Work request: Would you print every entry exactly as it appears?

▼

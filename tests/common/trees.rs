use form_binding::node::node_model::WidgetNode;
use serde_json::{Value, json};

/// Unnamed form wrapper: a named input at the top level plus one nested
/// under an unnamed fieldset.
pub fn contact_form() -> WidgetNode {
    WidgetNode::group()
        .with_child(WidgetNode::input("email").with_value(json!("ben@example.org")))
        .with_child(
            WidgetNode::group().with_child(WidgetNode::input("city").with_value(json!("Graz"))),
        )
}

/// Record editor: named inputs plus a list of field groups, the shape of a
/// small schema-editing form.
pub fn record_editor() -> WidgetNode {
    WidgetNode::group()
        .with_child(WidgetNode::input("name"))
        .with_child(WidgetNode::input("type").with_value(json!("record")))
        .with_child(
            WidgetNode::group()
                .with_name("fields")
                .with_role("list")
                .with_template(field_template()),
        )
}

/// One list item: a group holding name/type inputs.
pub fn field_template() -> WidgetNode {
    WidgetNode::group()
        .with_child(WidgetNode::input("name"))
        .with_child(WidgetNode::input("type"))
}

/// Unnamed input leaf carrying a value, for list items.
pub fn item(value: Value) -> WidgetNode {
    let mut node = WidgetNode::group();
    node.input = true;
    node.value = value;
    node
}

pub fn sample_record() -> Value {
    json!({
        "name": "person",
        "type": "record",
        "fields": [
            { "name": "id", "type": "long" },
            { "name": "email", "type": "string" }
        ]
    })
}
use std::fs::{File, OpenOptions};
use std::io::Write;
use std::sync::Mutex;

use crate::trace::trace::BindEvent;

/// Append-only JSONL sink for [`BindEvent`]s.
///
/// Logging is best effort: open, serialize, or write failures downgrade to a
/// warning on stderr and never surface to the binding call.
pub struct TraceLogger {
    sink: Option<Mutex<File>>,
}

impl TraceLogger {
    pub fn new(path: &str) -> Self {
        let file = OpenOptions::new().create(true).append(true).open(path);

        match file {
            Ok(file) => Self {
                sink: Some(Mutex::new(file)),
            },
            Err(e) => {
                eprintln!("Warning: could not open trace file '{}': {}", path, e);
                Self { sink: None }
            }
        }
    }

    /// A logger that drops everything.
    pub fn disabled() -> Self {
        Self { sink: None }
    }

    pub fn log(&self, event: &BindEvent) {
        let Some(sink) = &self.sink else {
            return;
        };

        let line = match serde_json::to_string(event) {
            Ok(line) => line,
            Err(e) => {
                eprintln!("Warning: failed to serialize trace event: {}", e);
                return;
            }
        };

        let mut file = match sink.lock() {
            Ok(file) => file,
            Err(e) => {
                eprintln!("Warning: trace logger lock poisoned: {}", e);
                return;
            }
        };

        if let Err(e) = writeln!(file, "{}", line) {
            eprintln!("Warning: failed to write trace event: {}", e);
        }
    }
}
use std::collections::HashMap;

use crate::node::node_model::TreeNode;

/// Child-index path from a root node down to one of its descendants.
pub type NodePath = Vec<usize>;

/// Named descendants of `node` in document order, stopping at each named
/// node: a named descendant is collected but never walked into, so nested
/// named structure stays owned by the node that carries the name.
///
/// The node itself is never collected, only descendants.
pub fn named_descendants<N: TreeNode>(node: &N) -> Vec<(String, NodePath, &N)> {
    let mut found = Vec::new();
    collect(node, &mut Vec::new(), &mut found);
    found
}

fn collect<'a, N: TreeNode>(
    node: &'a N,
    prefix: &mut NodePath,
    found: &mut Vec<(String, NodePath, &'a N)>,
) {
    for (idx, child) in node.children().iter().enumerate() {
        prefix.push(idx);
        if let Some(name) = child.name() {
            found.push((name.to_string(), prefix.clone(), child));
        } else {
            collect(child, prefix, found);
        }
        prefix.pop();
    }
}

/// Name -> path index over the named descendants of `node`. Duplicate names
/// keep the first (document-order) instance.
pub fn named_index<N: TreeNode>(node: &N) -> HashMap<String, NodePath> {
    let mut index = HashMap::new();
    for (name, path, _) in named_descendants(node) {
        index.entry(name).or_insert(path);
    }
    index
}

/// Follow a child-index path to a mutable node reference.
pub fn descend_mut<'a, N: TreeNode>(root: &'a mut N, path: &NodePath) -> Option<&'a mut N> {
    let mut node = root;
    for &idx in path {
        node = node.children_mut().get_mut(idx)?;
    }
    Some(node)
}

▲

Solution to this task:
filename tests/common/trees.rs
use form_binding::node::node_model::WidgetNode;
use serde_json::{Value, json};

/// Unnamed form wrapper: a named input at the top level plus one nested
/// under an unnamed fieldset.
pub fn contact_form() -> WidgetNode {
    WidgetNode::group()
        .with_child(WidgetNode::input("email").with_value(json!("ben@example.org")))
        .with_child(
            WidgetNode::group().with_child(WidgetNode::input("city").with_value(json!("Graz"))),
        )
}

/// Record editor: named inputs plus a list of field groups, the shape of a
/// small schema-editing form.
pub fn record_editor() -> WidgetNode {
    WidgetNode::group()
        .with_child(WidgetNode::input("name"))
        .with_child(WidgetNode::input("type").with_value(json!("record")))
        .with_child(
            WidgetNode::group()
                .with_name("fields")
                .with_role("list")
                .with_template(field_template()),
        )
}

/// One list item: a group holding name/type inputs.
pub fn field_template() -> WidgetNode {
    WidgetNode::group()
        .with_child(WidgetNode::input("name"))
        .with_child(WidgetNode::input("type"))
}

/// Unnamed input leaf carrying a value, for list items.
pub fn item(value: Value) -> WidgetNode {
    let mut node = WidgetNode::group();
    node.input = true;
    node.value = value;
    node
}

pub fn sample_record() -> Value {
    json!({
        "name": "person",
        "type": "record",
        "fields": [
            { "name": "id", "type": "long" },
            { "name": "email", "type": "string" }
        ]
    })
}
use std::fs::{File, OpenOptions};
use std::io::Write;
use std::sync::Mutex;

use crate::trace::trace::BindEvent;

/// Append-only JSONL sink for [`BindEvent`]s.
///
/// Logging is best effort: open, serialize, or write failures downgrade to a
/// warning on stderr and never surface to the binding call.
pub struct TraceLogger {
    sink: Option<Mutex<File>>,
}

impl TraceLogger {
    pub fn new(path: &str) -> Self {
        let file = OpenOptions::new().create(true).append(true).open(path);

        match file {
            Ok(file) => Self {
                sink: Some(Mutex::new(file)),
            },
            Err(e) => {
                eprintln!("Warning: could not open trace file '{}': {}", path, e);
                Self { sink: None }
            }
        }
    }

    /// A logger that drops everything.
    pub fn disabled() -> Self {
        Self { sink: None }
    }

    pub fn log(&self, event: &BindEvent) {
        let Some(sink) = &self.sink else {
            return;
        };

        let line = match serde_json::to_string(event) {
            Ok(line) => line,
            Err(e) => {
                eprintln!("Warning: failed to serialize trace event: {}", e);
                return;
            }
        };

        let mut file = match sink.lock() {
            Ok(file) => file,
            Err(e) => {
                eprintln!("Warning: trace logger lock poisoned: {}", e);
                return;
            }
        };

        if let Err(e) = writeln!(file, "{}", line) {
            eprintln!("Warning: failed to write trace event: {}", e);
        }
    }
}
use std::collections::HashMap;

use crate::node::node_model::TreeNode;

/// Child-index path from a root node down to one of its descendants.
pub type NodePath = Vec<usize>;

/// Named descendants of `node` in document order, stopping at each named
/// node: a named descendant is collected but never walked into, so nested
/// named structure stays owned by the node that carries the name.
///
/// The node itself is never collected, only descendants.
pub fn named_descendants<N: TreeNode>(node: &N) -> Vec<(String, NodePath, &N)> {
    let mut found = Vec::new();
    collect(node, &mut Vec::new(), &mut found);
    found
}

fn collect<'a, N: TreeNode>(
    node: &'a N,
    prefix: &mut NodePath,
    found: &mut Vec<(String, NodePath, &'a N)>,
) {
    for (idx, child) in node.children().iter().enumerate() {
        prefix.push(idx);
        if let Some(name) = child.name() {
            found.push((name.to_string(), prefix.clone(), child));
        } else {
            collect(child, prefix, found);
        }
        prefix.pop();
    }
}

/// Name -> path index over the named descendants of `node`. Duplicate names
/// keep the first (document-order) instance.
pub fn named_index<N: TreeNode>(node: &N) -> HashMap<String, NodePath> {
    let mut index = HashMap::new();
    for (name, path, _) in named_descendants(node) {
        index.entry(name).or_insert(path);
    }
    index
}

/// Follow a child-index path to a mutable node reference.
pub fn descend_mut<'a, N: TreeNode>(root: &'a mut N, path: &NodePath) -> Option<&'a mut N> {
    let mut node = root;
    for &idx in path {
        node = node.children_mut().get_mut(idx)?;
    }
    Some(node)
}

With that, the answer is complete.